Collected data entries

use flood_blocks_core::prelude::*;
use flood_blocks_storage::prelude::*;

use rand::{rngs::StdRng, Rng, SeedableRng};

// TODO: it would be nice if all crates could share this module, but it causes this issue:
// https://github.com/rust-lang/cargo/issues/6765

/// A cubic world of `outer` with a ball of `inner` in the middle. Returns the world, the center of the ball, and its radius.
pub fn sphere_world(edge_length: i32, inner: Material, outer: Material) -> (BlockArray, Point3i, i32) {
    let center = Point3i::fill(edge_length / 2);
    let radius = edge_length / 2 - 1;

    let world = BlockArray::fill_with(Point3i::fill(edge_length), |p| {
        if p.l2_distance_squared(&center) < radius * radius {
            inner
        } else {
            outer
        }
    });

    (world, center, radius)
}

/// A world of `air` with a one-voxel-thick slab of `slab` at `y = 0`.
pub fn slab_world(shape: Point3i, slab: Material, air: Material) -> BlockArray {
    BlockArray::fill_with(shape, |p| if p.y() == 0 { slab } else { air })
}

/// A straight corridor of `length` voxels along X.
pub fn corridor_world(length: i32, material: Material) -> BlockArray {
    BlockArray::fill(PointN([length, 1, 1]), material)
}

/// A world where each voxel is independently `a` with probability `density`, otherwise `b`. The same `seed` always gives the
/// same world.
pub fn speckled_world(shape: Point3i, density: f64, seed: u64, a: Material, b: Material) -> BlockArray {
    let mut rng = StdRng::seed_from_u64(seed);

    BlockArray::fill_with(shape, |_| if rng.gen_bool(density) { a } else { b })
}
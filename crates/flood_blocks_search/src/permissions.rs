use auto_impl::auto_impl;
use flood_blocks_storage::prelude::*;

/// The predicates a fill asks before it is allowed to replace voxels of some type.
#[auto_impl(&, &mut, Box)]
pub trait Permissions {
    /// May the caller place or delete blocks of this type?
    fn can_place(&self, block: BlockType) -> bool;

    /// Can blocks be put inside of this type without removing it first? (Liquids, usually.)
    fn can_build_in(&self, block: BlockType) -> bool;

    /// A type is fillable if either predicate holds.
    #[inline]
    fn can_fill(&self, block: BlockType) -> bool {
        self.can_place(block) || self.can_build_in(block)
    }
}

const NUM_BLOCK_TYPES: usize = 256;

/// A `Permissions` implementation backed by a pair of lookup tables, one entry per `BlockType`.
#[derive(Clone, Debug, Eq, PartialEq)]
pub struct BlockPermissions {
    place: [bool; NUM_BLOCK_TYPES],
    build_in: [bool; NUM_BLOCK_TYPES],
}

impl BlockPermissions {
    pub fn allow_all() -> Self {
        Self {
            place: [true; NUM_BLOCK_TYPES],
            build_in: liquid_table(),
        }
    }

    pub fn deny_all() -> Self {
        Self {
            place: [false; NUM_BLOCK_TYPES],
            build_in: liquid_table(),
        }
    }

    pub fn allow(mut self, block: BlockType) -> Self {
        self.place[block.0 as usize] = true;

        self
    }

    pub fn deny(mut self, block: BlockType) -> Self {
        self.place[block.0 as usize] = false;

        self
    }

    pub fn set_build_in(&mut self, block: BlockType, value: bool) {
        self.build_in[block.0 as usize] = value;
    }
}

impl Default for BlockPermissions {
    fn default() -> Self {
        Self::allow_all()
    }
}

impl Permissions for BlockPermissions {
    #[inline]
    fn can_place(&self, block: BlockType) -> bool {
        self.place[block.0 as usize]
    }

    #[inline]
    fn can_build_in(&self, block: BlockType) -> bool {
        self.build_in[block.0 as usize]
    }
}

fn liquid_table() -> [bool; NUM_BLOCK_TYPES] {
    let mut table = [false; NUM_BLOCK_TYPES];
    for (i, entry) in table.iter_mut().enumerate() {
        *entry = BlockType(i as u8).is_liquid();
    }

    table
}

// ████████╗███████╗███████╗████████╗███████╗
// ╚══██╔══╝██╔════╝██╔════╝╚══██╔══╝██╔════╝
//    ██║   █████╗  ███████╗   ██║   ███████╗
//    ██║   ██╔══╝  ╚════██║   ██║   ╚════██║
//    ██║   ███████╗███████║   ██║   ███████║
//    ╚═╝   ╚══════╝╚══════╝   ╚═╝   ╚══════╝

• [What the task asks] The lines to retype run from the start of the entries through the line containing "and its radius."; reproduce them exactly and add nothing.

• [The answer]
use flood_blocks_core::prelude::*;
use flood_blocks_storage::prelude::*;

use rand::{rngs::StdRng, Rng, SeedableRng};

// TODO: it would be nice if all crates could share this module, but it causes this issue:
// https://github.com/rust-lang/cargo/issues/6765

/// A cubic world of `outer` with a ball of `inner` in the middle. Returns the world, the center of the ball, and its radius.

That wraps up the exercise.